Protected native-forested areas may be occupied by fruit pests, and so, studies exploring the biotic and abiotic determinants of fruit-pest abundance in forested areas may reduce damages in crops and wild forest frugivores. The Spotted Wing Drosophila (SWD) Drosophila suzukii is an economically important fruit pest in many temperate regions around the world. During the dry summer in northwestern Spain, we assessed 24 native riparian and 32 non-riparian chestnut forest patches as non-crop habitats for the SWD. We surveyed chestnut forests in 2017 and found a positive association between spatial proximity of forest patches to streams and SWD captures, which led us to study in 2019 the stream-SWD associations in greater detail. We explored whether native-insect communities and changes in vegetation structure related to rural abandonment were associated with variation in SWD captures, while accounting for the effects of covariates, including stream distance. There were no significant associations in the riparian and non-riparian-habitat surveys between the captures of SWDs and those of native insects, including 22 families of flies and 10 families of parasitic wasps.

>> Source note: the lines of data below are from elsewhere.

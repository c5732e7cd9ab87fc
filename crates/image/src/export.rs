//! OCI image layout export and unpacking.

use crate::config::OciImageConfig;
use crate::digest::Digest;
use crate::image::Image;
use crate::oci_index::{OciIndex, OciLayout, OciManifest, OCI_INDEX_FILE, OCI_LAYOUT_FILE};
use anyhow::{bail, Context, Result};
use flate2::read::GzDecoder;
use fs2::FileExt;
use std::fs;
use std::path::{Path, PathBuf};
use tracing::{debug, info};

#[derive(Debug, Clone, PartialEq, Eq)]
pub struct ExportedImage {
    pub path: PathBuf,
    pub tag: String,
    pub manifest_digest: Digest,
    pub config_digest: Digest,
    pub layer_digests: Vec<Digest>,
}

/// Write `image` as an OCI image layout at `dest`.
///
/// The layout is staged next to `dest` and renamed into place, so readers
/// see either the previous layout or the complete new one.
pub fn export_layout(image: &Image, dest: &Path, tag: &str) -> Result<ExportedImage> {
    let blobs = image.blobs().context("Failed to serialize image")?;

    let parent = match dest.parent() {
        Some(p) if !p.as_os_str().is_empty() => p.to_path_buf(),
        _ => PathBuf::from("."),
    };
    let name = dest
        .file_name()
        .with_context(|| format!("Invalid export path {}", dest.display()))?
        .to_string_lossy()
        .to_string();
    fs::create_dir_all(&parent)
        .with_context(|| format!("Failed to create {}", parent.display()))?;

    let lock_path = parent.join(format!(".{}.lock", name));
    let lock = fs::File::create(&lock_path)
        .with_context(|| format!("Failed to open lock file {}", lock_path.display()))?;
    lock.lock_exclusive()
        .with_context(|| format!("Failed to lock {}", lock_path.display()))?;

    let staging = tempfile::Builder::new()
        .prefix(&format!(".{}.staging-", name))
        .tempdir_in(&parent)
        .context("Failed to create staging directory")?;
    let root = staging.path();

    fs::write(
        root.join(OCI_LAYOUT_FILE),
        serde_json::to_vec(&OciLayout::default())?,
    )?;
    write_blob(root, &blobs.config_digest, &blobs.config)?;
    for (digest, blob) in &blobs.layers {
        write_blob(root, digest, blob)?;
    }
    write_blob(root, &blobs.manifest_digest, &blobs.manifest)?;

    let mut index = OciIndex::new();
    index.add_or_update_manifest(
        blobs.manifest_digest.to_string(),
        blobs.manifest.len() as u64,
        tag,
    );
    index.write_to_file(&root.join(OCI_INDEX_FILE))?;

    if dest.exists() {
        fs::remove_dir_all(dest)
            .with_context(|| format!("Failed to replace {}", dest.display()))?;
    }
    fs::rename(root, dest)
        .with_context(|| format!("Failed to move layout into {}", dest.display()))?;
    drop(staging);

    FileExt::unlock(&lock).ok();
    let _ = fs::remove_file(&lock_path);

    info!(
        "Exported image {} ({}) to {}",
        tag,
        blobs.manifest_digest,
        dest.display()
    );

    Ok(ExportedImage {
        path: dest.to_path_buf(),
        tag: tag.to_string(),
        manifest_digest: blobs.manifest_digest,
        config_digest: blobs.config_digest,
        layer_digests: blobs.layers.into_iter().map(|(d, _)| d).collect(),
    })
}

fn write_blob(root: &Path, digest: &Digest, bytes: &[u8]) -> Result<()> {
    let path = digest.to_blob_path(root);
    if let Some(dir) = path.parent() {
        fs::create_dir_all(dir)?;
    }
    fs::write(&path, bytes).with_context(|| format!("Failed to write blob {}", digest))?;
    debug!("Wrote blob {} ({} bytes)", digest, bytes.len());
    Ok(())
}

fn read_blob(root: &Path, digest: &str) -> Result<Vec<u8>> {
    let digest = Digest::parse(digest)?;
    let path = digest.to_blob_path(root);
    let bytes = fs::read(&path).with_context(|| format!("Missing blob {}", digest))?;
    if !digest.verify(&bytes) {
        bail!("Blob {} does not match its digest", digest);
    }
    Ok(bytes)
}

#[derive(Debug, Clone)]
pub struct LoadedLayout {
    pub manifest_digest: Digest,
    pub manifest: OciManifest,
    pub config: OciImageConfig,
}

/// Read and verify the manifest and config of a layout directory.
pub fn read_layout(dir: &Path, tag: Option<&str>) -> Result<LoadedLayout> {
    if !dir.join(OCI_LAYOUT_FILE).is_file() {
        bail!("{} is not an OCI image layout", dir.display());
    }
    let index = OciIndex::read_from_file(&dir.join(OCI_INDEX_FILE))?;
    let descriptor = index.find_manifest(tag).with_context(|| match tag {
        Some(tag) => format!("No manifest tagged '{}' in {}", tag, dir.display()),
        None => format!("Expected exactly one manifest in {}", dir.display()),
    })?;

    let manifest_bytes = read_blob(dir, &descriptor.digest)?;
    let manifest: OciManifest =
        serde_json::from_slice(&manifest_bytes).context("Failed to parse manifest")?;
    let config_bytes = read_blob(dir, &manifest.config.digest)?;
    let config: OciImageConfig =
        serde_json::from_slice(&config_bytes).context("Failed to parse image config")?;

    Ok(LoadedLayout {
        manifest_digest: Digest::parse(&descriptor.digest)?,
        manifest,
        config,
    })
}

/// Extract every layer of the layout into `rootfs`, bottom layer first.
pub fn unpack_layout(dir: &Path, tag: Option<&str>, rootfs: &Path) -> Result<LoadedLayout> {
    let layout = read_layout(dir, tag)?;
    fs::create_dir_all(rootfs)
        .with_context(|| format!("Failed to create {}", rootfs.display()))?;

    for layer in &layout.manifest.layers {
        let blob = read_blob(dir, &layer.digest)?;
        let mut archive = tar::Archive::new(GzDecoder::new(blob.as_slice()));
        archive.set_preserve_permissions(true);
        archive.set_overwrite(true);
        archive
            .unpack(rootfs)
            .with_context(|| format!("Failed to unpack layer {}", layer.digest))?;
        debug!("Unpacked layer {}", layer.digest);
    }

    info!(
        "Unpacked {} layers of {} into {}",
        layout.manifest.layers.len(),
        layout.manifest_digest,
        rootfs.display()
    );
    Ok(layout)
}
//! Shared fixtures for stage and pipeline tests.

use crate::pipeline::BuildContext;
use crate::recipe::BuildRecipe;
use async_trait::async_trait;
use pinbox_deps::error::FetchError;
use pinbox_deps::{Artifact, ArtifactFetcher, WheelhouseFetcher};
use pinbox_image::layer::{EXEC_MODE, FILE_MODE};
use pinbox_image::{ImageConfig, ImageRef, LayerBuilder, MemoryImageSource};
use sha2::{Digest, Sha256};
use std::io::Write;
use std::path::{Path, PathBuf};
use std::sync::atomic::{AtomicUsize, Ordering};
use std::sync::Arc;
use std::time::Duration;
use tempfile::TempDir;
use zip::write::FileOptions;

pub const WHEEL_ANY: &str = "a-1.0-py3-none-any.whl";
pub const WHEEL_MANYLINUX: &str = "a-1.0-cp312-cp312-manylinux_2_17_x86_64.whl";

/// Stand-in for the `uv` binary: checks that the dependency is installed and
/// records the port and entry point it was handed.
pub const FAKE_UV: &str = r#"#!/bin/sh
[ "$1" = "run" ] || exit 64
[ -f "$VIRTUAL_ENV/lib/python3.12/site-packages/a/__init__.py" ] || exit 65
[ -f "$2" ] || exit 66
printf '%s %s\n' "$PORT" "$2" > launched
"#;

pub fn build_wheel(dist: &str, version: &str, tag: &str, files: &[(&str, &[u8])]) -> Vec<u8> {
    let mut writer = zip::ZipWriter::new(std::io::Cursor::new(Vec::new()));
    let dist_info = format!("{}-{}.dist-info", dist, version);
    let wheel = format!(
        "Wheel-Version: 1.0\nRoot-Is-Purelib: true\nTag: {}\n",
        tag
    );
    let metadata = format!(
        "Metadata-Version: 2.1\nName: {}\nVersion: {}\n",
        dist, version
    );

    let mut entries: Vec<(String, Vec<u8>)> = files
        .iter()
        .map(|(path, data)| (path.to_string(), data.to_vec()))
        .collect();
    entries.push((format!("{}/METADATA", dist_info), metadata.into_bytes()));
    entries.push((format!("{}/WHEEL", dist_info), wheel.into_bytes()));

    for (path, data) in entries {
        writer
            .start_file(path, FileOptions::default().unix_permissions(0o644))
            .unwrap();
        writer.write_all(&data).unwrap();
    }
    writer.finish().unwrap().into_inner()
}

fn sha256(bytes: &[u8]) -> String {
    format!("sha256:{}", hex::encode(Sha256::digest(bytes)))
}

fn wheel_line(file_name: &str, bytes: &[u8]) -> String {
    format!(
        "    {{ url = \"https://files.invalid/{}\", hash = \"{}\", size = {} }},\n",
        file_name,
        sha256(bytes),
        bytes.len()
    )
}

/// A build context (`pyproject.toml`, `uv.lock`, `server.py`), a wheelhouse,
/// and an in-memory source holding the base and tool images. The lock always
/// pins `a==1.0`; the manifest declares `a==<manifest_version>`.
pub struct Fixture {
    temp: TempDir,
    pub source: Arc<MemoryImageSource>,
}

impl Fixture {
    pub fn new(manifest_version: &str) -> Self {
        Self::build(manifest_version, false)
    }

    /// Like `new`, but the lock also records a manylinux wheel that ranks
    /// above the pure one and is missing from the wheelhouse.
    pub fn with_platform_wheel(manifest_version: &str) -> Self {
        Self::build(manifest_version, true)
    }

    fn build(manifest_version: &str, platform_wheel: bool) -> Self {
        let temp = TempDir::new().unwrap();
        let context = temp.path().join("context");
        let wheelhouse = temp.path().join("wheels");
        std::fs::create_dir_all(&context).unwrap();
        std::fs::create_dir_all(&wheelhouse).unwrap();

        let pure = build_wheel("a", "1.0", "py3-none-any", &[("a/__init__.py", b"VALUE = 1\n")]);
        std::fs::write(wheelhouse.join(WHEEL_ANY), &pure).unwrap();

        let mut wheels = String::new();
        if platform_wheel {
            let native = build_wheel(
                "a",
                "1.0",
                "cp312-cp312-manylinux_2_17_x86_64",
                &[("a/__init__.py", b"VALUE = 2\n")],
            );
            wheels.push_str(&wheel_line(WHEEL_MANYLINUX, &native));
        }
        wheels.push_str(&wheel_line(WHEEL_ANY, &pure));

        let lock = format!(
            r#"version = 1
revision = 2
requires-python = ">=3.12"

[[package]]
name = "a"
version = "1.0"
source = {{ registry = "https://pypi.org/simple" }}
wheels = [
{wheels}]

[[package]]
name = "app"
version = "0.1.0"
source = {{ virtual = "." }}
dependencies = [
    {{ name = "a" }},
]

[package.metadata]
requires-dist = [{{ name = "a", specifier = "==1.0" }}]
"#,
            wheels = wheels
        );
        let manifest = format!(
            "[project]\nname = \"app\"\nversion = \"0.1.0\"\nrequires-python = \">=3.12\"\ndependencies = [\"a=={}\"]\n",
            manifest_version
        );

        std::fs::write(context.join("uv.lock"), lock).unwrap();
        std::fs::write(context.join("pyproject.toml"), manifest).unwrap();
        std::fs::write(context.join("server.py"), "print('serving')\n").unwrap();

        let fixture = Self {
            temp,
            source: Arc::new(MemoryImageSource::new()),
        };
        fixture.populate(&fixture.source);
        fixture
    }

    /// Insert the base and tool images into `source`.
    pub fn populate(&self, source: &MemoryImageSource) {
        let mut base = LayerBuilder::new();
        base.add_file("/usr/local/bin/python3.12", b"\x7fELF".to_vec(), EXEC_MODE)
            .unwrap();
        base.add_dir("/bin", 0o755).unwrap();
        base.add_file("/etc/os-release", b"ID=debian\n".to_vec(), FILE_MODE)
            .unwrap();
        source.insert(
            &ImageRef::parse("python:3.12-slim").unwrap(),
            vec![base.finish().unwrap()],
            ImageConfig {
                env: vec![
                    "PATH=/usr/local/bin:/usr/sbin:/usr/bin:/sbin:/bin".to_string(),
                    "LANG=C.UTF-8".to_string(),
                ],
                ..ImageConfig::default()
            },
        );

        let mut tool = LayerBuilder::new();
        tool.add_file("/uv", FAKE_UV.as_bytes().to_vec(), EXEC_MODE)
            .unwrap();
        source.insert(
            &ImageRef::parse("ghcr.io/astral-sh/uv:0.8.3").unwrap(),
            vec![tool.finish().unwrap()],
            ImageConfig::default(),
        );
    }

    pub fn path(&self) -> &Path {
        self.temp.path()
    }

    pub fn context_dir(&self) -> PathBuf {
        self.temp.path().join("context")
    }

    pub fn wheelhouse_dir(&self) -> PathBuf {
        self.temp.path().join("wheels")
    }

    pub fn wheelhouse_fetcher(&self) -> WheelhouseFetcher {
        WheelhouseFetcher::new(self.wheelhouse_dir())
    }

    pub fn context(&self) -> BuildContext {
        BuildContext::new(
            self.context_dir(),
            BuildRecipe::default(),
            self.source.clone(),
            Arc::new(self.wheelhouse_fetcher()),
        )
        .with_fetch_timeout(Duration::from_secs(5))
    }
}

/// Counts fetches before delegating.
pub struct CountingFetcher<F> {
    inner: F,
    calls: AtomicUsize,
}

impl<F> CountingFetcher<F> {
    pub fn new(inner: F) -> Self {
        Self {
            inner,
            calls: AtomicUsize::new(0),
        }
    }

    pub fn calls(&self) -> usize {
        self.calls.load(Ordering::SeqCst)
    }
}

#[async_trait]
impl<F: ArtifactFetcher> ArtifactFetcher for CountingFetcher<F> {
    async fn fetch(&self, artifact: &Artifact) -> Result<Vec<u8>, FetchError> {
        self.calls.fetch_add(1, Ordering::SeqCst);
        self.inner.fetch(artifact).await
    }
}

/// Answers every fetch only after `delay`.
pub struct SlowFetcher {
    pub delay: Duration,
}

#[async_trait]
impl ArtifactFetcher for SlowFetcher {
    async fn fetch(&self, _artifact: &Artifact) -> Result<Vec<u8>, FetchError> {
        tokio::time::sleep(self.delay).await;
        Ok(Vec::new())
    }
}
use super::{FileMetadata, FileSystem};
use anyhow::{anyhow, Result};
use std::collections::BTreeMap;
use std::path::{Path, PathBuf};
use std::sync::RwLock;

/// In-memory build context. Relative paths resolve under `root`.
pub struct MockFileSystem {
    root: PathBuf,
    files: RwLock<BTreeMap<PathBuf, (Vec<u8>, u32)>>,
}

impl MockFileSystem {
    pub fn new(root: impl Into<PathBuf>) -> Self {
        Self {
            root: root.into(),
            files: RwLock::new(BTreeMap::new()),
        }
    }

    pub fn root(&self) -> &Path {
        &self.root
    }

    pub fn with_file(self, path: impl AsRef<Path>, content: impl AsRef<[u8]>) -> Self {
        self.insert(path, content, 0o644);
        self
    }

    pub fn insert(&self, path: impl AsRef<Path>, content: impl AsRef<[u8]>, mode: u32) {
        let path = self.resolve(path.as_ref());
        if let Ok(mut files) = self.files.write() {
            files.insert(path, (content.as_ref().to_vec(), mode));
        }
    }

    pub fn remove(&self, path: impl AsRef<Path>) {
        let path = self.resolve(path.as_ref());
        if let Ok(mut files) = self.files.write() {
            files.remove(&path);
        }
    }

    fn resolve(&self, path: &Path) -> PathBuf {
        if path.is_absolute() {
            path.to_path_buf()
        } else {
            self.root.join(path)
        }
    }

    fn get(&self, path: &Path) -> Option<(Vec<u8>, u32)> {
        let path = self.resolve(path);
        self.files.read().ok()?.get(&path).cloned()
    }

    /// A directory is any proper prefix of a stored file.
    fn is_dir(&self, path: &Path) -> bool {
        let path = self.resolve(path);
        self.files
            .read()
            .map(|files| files.keys().any(|f| f != &path && f.starts_with(&path)))
            .unwrap_or(false)
    }
}

impl FileSystem for MockFileSystem {
    fn exists(&self, path: &Path) -> bool {
        self.is_file(path) || self.is_dir(path)
    }

    fn is_file(&self, path: &Path) -> bool {
        self.get(path).is_some()
    }

    fn metadata(&self, path: &Path) -> Result<FileMetadata> {
        if let Some((content, mode)) = self.get(path) {
            return Ok(FileMetadata {
                size: content.len() as u64,
                mode,
                is_dir: false,
            });
        }
        if self.is_dir(path) {
            return Ok(FileMetadata {
                size: 0,
                mode: 0o755,
                is_dir: true,
            });
        }
        Err(anyhow!("No such file: {}", path.display()))
    }

    fn read(&self, path: &Path) -> Result<Vec<u8>> {
        self.get(path)
            .map(|(content, _)| content)
            .ok_or_else(|| anyhow!("No such file: {}", path.display()))
    }
}

#[cfg(test)]
mod tests {
    use super::*;

    #[test]
    fn test_relative_paths_resolve_under_root() {
        let context = MockFileSystem::new("/ctx").with_file("pyproject.toml", "[project]\n");

        assert!(context.is_file(Path::new("/ctx/pyproject.toml")));
        assert!(context.exists(Path::new("/ctx")));
        assert!(!context.is_file(Path::new("/ctx")));
        assert_eq!(
            context.read(Path::new("pyproject.toml")).unwrap(),
            b"[project]\n"
        );
    }

    #[test]
    fn test_mode_is_kept() {
        let context = MockFileSystem::new("/ctx");
        context.insert("bin/tool", b"\x7fELF", 0o755);

        let meta = context.metadata(Path::new("bin/tool")).unwrap();
        assert_eq!(meta.mode, 0o755);
        assert_eq!(meta.size, 4);
        assert!(meta.is_executable());
        assert!(context.metadata(Path::new("bin")).unwrap().is_dir);
    }

    #[test]
    fn test_remove() {
        let context = MockFileSystem::new("/ctx").with_file("server.py", "");
        context.remove("server.py");
        assert!(!context.exists(Path::new("server.py")));
        assert!(context.read(Path::new("server.py")).is_err());
    }
}
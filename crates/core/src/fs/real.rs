use super::{FileMetadata, FileSystem};
use anyhow::{Context, Result};
use std::fs;
use std::path::Path;

/// The build context as it is on disk.
#[derive(Debug, Clone, Copy, Default)]
pub struct RealFileSystem;

impl FileSystem for RealFileSystem {
    fn exists(&self, path: &Path) -> bool {
        path.exists()
    }

    fn is_file(&self, path: &Path) -> bool {
        path.is_file()
    }

    fn metadata(&self, path: &Path) -> Result<FileMetadata> {
        let meta = fs::metadata(path).with_context(|| format!("Failed to stat {}", path.display()))?;
        Ok(FileMetadata {
            size: meta.len(),
            mode: permission_bits(&meta),
            is_dir: meta.is_dir(),
        })
    }

    fn read(&self, path: &Path) -> Result<Vec<u8>> {
        fs::read(path).with_context(|| format!("Failed to read {}", path.display()))
    }
}

#[cfg(unix)]
fn permission_bits(meta: &fs::Metadata) -> u32 {
    use std::os::unix::fs::PermissionsExt;
    meta.permissions().mode() & 0o7777
}

#[cfg(not(unix))]
fn permission_bits(meta: &fs::Metadata) -> u32 {
    if meta.is_dir() {
        0o755
    } else {
        0o644
    }
}
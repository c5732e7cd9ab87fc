//! Logging-based progress handler

use super::{ProgressEvent, ProgressHandler};
use tracing::{debug, error, info};

/// Handler that logs progress events using tracing
#[derive(Debug, Default, Clone, Copy)]
pub struct LoggingHandler;

impl ProgressHandler for LoggingHandler {
    fn on_progress(&self, event: &ProgressEvent) {
        match event {
            ProgressEvent::PipelineStarted { context } => {
                info!(context = %context, "Starting build pipeline");
            }
            ProgressEvent::StageStarted { stage } => {
                info!(stage = %stage, "Starting stage");
            }
            ProgressEvent::StageCompleted {
                stage,
                layer_digest,
                duration,
            } => {
                info!(
                    stage = %stage,
                    layer = %layer_digest,
                    duration_ms = duration.as_millis(),
                    "Stage complete"
                );
            }
            ProgressEvent::ArtifactFetched {
                package,
                artifact,
                bytes,
            } => {
                debug!(package = %package, artifact = %artifact, bytes, "Artifact fetched");
            }
            ProgressEvent::PackageInstalled {
                name,
                version,
                files,
            } => {
                debug!(package = %name, version = %version, files, "Package installed");
            }
            ProgressEvent::PipelineCompleted {
                image_digest,
                total_time,
            } => {
                info!(
                    image = %image_digest,
                    total_time_ms = total_time.as_millis(),
                    "Build complete"
                );
            }
            ProgressEvent::PipelineFailed { stage, error } => {
                error!(stage = %stage, error = %error, "Build failed");
            }
        }
    }
}
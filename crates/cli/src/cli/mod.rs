pub mod commands;
pub mod output;

pub use commands::{BuildArgs, CliArgs, Commands, ConfigArgs, PlanArgs, RunArgs};
pub use output::{BuildSummary, OutputFormat, OutputFormatter};
//! Immutable filesystem layers with deterministic tar serialization.

use crate::digest::Digest;
use flate2::{Compression, GzBuilder};
use std::collections::BTreeMap;
use std::io::Write;
use std::sync::Arc;
use thiserror::Error;

pub const DIR_MODE: u32 = 0o755;
pub const FILE_MODE: u32 = 0o644;
pub const EXEC_MODE: u32 = 0o755;

#[derive(Debug, Error)]
pub enum LayerError {
    #[error("invalid layer path '{0}'")]
    InvalidPath(String),

    #[error("'{path}' conflicts with an existing {existing} entry")]
    Conflict { path: String, existing: &'static str },

    #[error("failed to serialize layer: {0}")]
    Io(#[from] std::io::Error),
}

#[derive(Debug, Clone, PartialEq, Eq)]
pub enum LayerEntry {
    File { data: Arc<[u8]>, mode: u32 },
    Dir { mode: u32 },
    Symlink { target: String },
}

impl LayerEntry {
    pub fn kind(&self) -> &'static str {
        match self {
            LayerEntry::File { .. } => "file",
            LayerEntry::Dir { .. } => "directory",
            LayerEntry::Symlink { .. } => "symlink",
        }
    }

    pub fn is_executable(&self) -> bool {
        matches!(self, LayerEntry::File { mode, .. } if mode & 0o111 != 0)
    }
}

/// Normalize an in-image path to its relative, slash-separated form.
///
/// `/app/./server.py` and `app/server.py` both become `app/server.py`.
/// Parent references and the root itself are rejected.
pub fn normalize_path(path: &str) -> Result<String, LayerError> {
    let mut parts = Vec::new();
    for part in path.split('/') {
        match part {
            "" | "." => continue,
            ".." => return Err(LayerError::InvalidPath(path.to_string())),
            other => parts.push(other),
        }
    }
    if parts.is_empty() {
        return Err(LayerError::InvalidPath(path.to_string()));
    }
    Ok(parts.join("/"))
}

#[derive(Debug, Default)]
pub struct LayerBuilder {
    entries: BTreeMap<String, LayerEntry>,
}

impl LayerBuilder {
    pub fn new() -> Self {
        Self::default()
    }

    pub fn add_dir(&mut self, path: &str, mode: u32) -> Result<&mut Self, LayerError> {
        let path = normalize_path(path)?;
        self.ensure_parents(&path)?;
        self.insert(path, LayerEntry::Dir { mode })?;
        Ok(self)
    }

    pub fn add_file(
        &mut self,
        path: &str,
        data: impl Into<Arc<[u8]>>,
        mode: u32,
    ) -> Result<&mut Self, LayerError> {
        let path = normalize_path(path)?;
        self.ensure_parents(&path)?;
        self.insert(
            path,
            LayerEntry::File {
                data: data.into(),
                mode,
            },
        )?;
        Ok(self)
    }

    pub fn add_symlink(&mut self, path: &str, target: &str) -> Result<&mut Self, LayerError> {
        let path = normalize_path(path)?;
        self.ensure_parents(&path)?;
        self.insert(
            path,
            LayerEntry::Symlink {
                target: target.to_string(),
            },
        )?;
        Ok(self)
    }

    pub fn contains(&self, path: &str) -> bool {
        normalize_path(path)
            .map(|p| self.entries.contains_key(&p))
            .unwrap_or(false)
    }

    pub fn len(&self) -> usize {
        self.entries.len()
    }

    pub fn is_empty(&self) -> bool {
        self.entries.is_empty()
    }

    /// Serialize the entries and freeze them into a [`Layer`].
    pub fn finish(self) -> Result<Layer, LayerError> {
        let tar = write_tar(&self.entries)?;
        let diff_id = Digest::sha256(&tar);
        Ok(Layer {
            inner: Arc::new(LayerInner {
                entries: self.entries,
                tar,
                diff_id,
            }),
        })
    }

    fn ensure_parents(&mut self, path: &str) -> Result<(), LayerError> {
        let mut end = 0;
        while let Some(offset) = path[end..].find('/') {
            end += offset;
            let parent = &path[..end];
            match self.entries.get(parent) {
                None => {
                    self.entries
                        .insert(parent.to_string(), LayerEntry::Dir { mode: DIR_MODE });
                }
                Some(LayerEntry::Dir { .. }) => {}
                Some(other) => {
                    return Err(LayerError::Conflict {
                        path: parent.to_string(),
                        existing: other.kind(),
                    })
                }
            }
            end += 1;
        }
        Ok(())
    }

    fn insert(&mut self, path: String, entry: LayerEntry) -> Result<(), LayerError> {
        if let (Some(LayerEntry::Dir { .. }), LayerEntry::File { .. } | LayerEntry::Symlink { .. }) =
            (self.entries.get(&path), &entry)
        {
            return Err(LayerError::Conflict {
                path,
                existing: "directory",
            });
        }
        self.entries.insert(path, entry);
        Ok(())
    }
}

fn write_tar(entries: &BTreeMap<String, LayerEntry>) -> Result<Vec<u8>, std::io::Error> {
    let mut builder = tar::Builder::new(Vec::new());

    for (path, entry) in entries {
        let mut header = tar::Header::new_gnu();
        header.set_mtime(0);
        header.set_uid(0);
        header.set_gid(0);

        match entry {
            LayerEntry::Dir { mode } => {
                header.set_entry_type(tar::EntryType::Directory);
                header.set_mode(*mode);
                header.set_size(0);
                builder.append_data(&mut header, path, std::io::empty())?;
            }
            LayerEntry::File { data, mode } => {
                header.set_entry_type(tar::EntryType::Regular);
                header.set_mode(*mode);
                header.set_size(data.len() as u64);
                builder.append_data(&mut header, path, &data[..])?;
            }
            LayerEntry::Symlink { target } => {
                header.set_entry_type(tar::EntryType::Symlink);
                header.set_mode(0o777);
                header.set_size(0);
                builder.append_link(&mut header, path, target)?;
            }
        }
    }

    builder.into_inner()
}

#[derive(Debug)]
struct LayerInner {
    entries: BTreeMap<String, LayerEntry>,
    tar: Vec<u8>,
    diff_id: Digest,
}

/// A frozen layer. Cloning shares the underlying content.
#[derive(Debug, Clone)]
pub struct Layer {
    inner: Arc<LayerInner>,
}

impl PartialEq for Layer {
    fn eq(&self, other: &Self) -> bool {
        self.inner.diff_id == other.inner.diff_id
    }
}

impl Eq for Layer {}

impl Layer {
    /// Digest of the uncompressed tar stream.
    pub fn diff_id(&self) -> &Digest {
        &self.inner.diff_id
    }

    pub fn entries(&self) -> impl Iterator<Item = (&str, &LayerEntry)> {
        self.inner.entries.iter().map(|(k, v)| (k.as_str(), v))
    }

    pub fn get(&self, path: &str) -> Option<&LayerEntry> {
        let path = normalize_path(path).ok()?;
        self.inner.entries.get(&path)
    }

    pub fn tar_bytes(&self) -> &[u8] {
        &self.inner.tar
    }

    pub fn file_count(&self) -> usize {
        self.inner
            .entries
            .values()
            .filter(|e| matches!(e, LayerEntry::File { .. }))
            .count()
    }

    /// Gzip the tar stream with a zeroed header so the blob digest is stable.
    pub fn compress(&self) -> Result<(Vec<u8>, Digest), LayerError> {
        let mut encoder = GzBuilder::new()
            .mtime(0)
            .write(Vec::new(), Compression::default());
        encoder.write_all(&self.inner.tar)?;
        let blob = encoder.finish()?;
        let digest = Digest::sha256(&blob);
        Ok((blob, digest))
    }
}

/// Look a path up across a layer stack, topmost layer first.
pub fn find_entry<'a>(layers: &'a [Layer], path: &str) -> Option<&'a LayerEntry> {
    layers.iter().rev().find_map(|layer| layer.get(path))
}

However, captures of SWDs and of other drosophilid flies were positively related to each other and the direction of the association was reversed by stream distance, which suggests the potential role of streams in regulating interactions among non-riparian insects, including SWD. We also found correlative evidence that degraded riparian forests and the abandonment of traditional forest practices in chestnut forests may be contributing to the spread of SWD. Given the numbers of SWDs in our forest samples were similar to values in August in crop areas, it is advisable that future studies address the impacts of SWD invasion on native forest frugivores, which have been overlooked in studies of this widely distributed invasive species.